**Work request:**
Your answer must be every line of the data that contains "directory".

**Exercise material:**
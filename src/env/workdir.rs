// src/env/workdir.rs

use std::path::{Path, PathBuf};

use tracing::{debug, info};

use crate::errors::Result;
use crate::fs::FileSystem;

pub const WORKDIR_PREFIX: &str = "aria-";
pub const PLUGINS_DIR: &str = "plugins";
pub const MODELS_DIR: &str = "models";
pub const RESOURCES_DIR: &str = "resources";

/// Per-tenant working directory of the inner orchestrator:
///
/// ```text
/// <plugins_root>/aria-<tenant>/
///     plugins/
///     models/
///     resources/
/// ```
#[derive(Debug, Clone, PartialEq, Eq)]
pub struct Workdir {
    root: PathBuf,
}

impl Workdir {
    pub fn for_tenant(plugins_root: impl AsRef<Path>, tenant: &str) -> Self {
        Self {
            root: plugins_root
                .as_ref()
                .join(format!("{WORKDIR_PREFIX}{tenant}")),
        }
    }

    pub fn root(&self) -> &Path {
        &self.root
    }

    pub fn plugins_dir(&self) -> PathBuf {
        self.root.join(PLUGINS_DIR)
    }

    pub fn models_dir(&self) -> PathBuf {
        self.root.join(MODELS_DIR)
    }

    pub fn resources_dir(&self) -> PathBuf {
        self.root.join(RESOURCES_DIR)
    }

    /// Create the root and its subdirectories. Safe to call repeatedly.
    pub fn ensure(&self, fs: &dyn FileSystem) -> Result<()> {
        for dir in [
            self.root.clone(),
            self.plugins_dir(),
            self.models_dir(),
            self.resources_dir(),
        ] {
            fs.create_dir_all(&dir)?;
        }
        debug!(workdir = ?self.root, "working directory ready");
        Ok(())
    }

    /// Delete the whole working directory. A missing directory is not an
    /// error; returns whether anything was removed.
    pub fn remove(&self, fs: &dyn FileSystem) -> Result<bool> {
        let removed = fs.remove_path(&self.root)?;
        if removed {
            info!(workdir = ?self.root, "removed working directory");
        } else {
            debug!(workdir = ?self.root, "working directory already absent");
        }
        Ok(removed)
    }
}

**Written response:**
/// Per-tenant working directory of the inner orchestrator:
        debug!(workdir = ?self.root, "working directory ready");
    /// Delete the whole working directory. A missing directory is not an
            info!(workdir = ?self.root, "removed working directory");
            debug!(workdir = ?self.root, "working directory already absent");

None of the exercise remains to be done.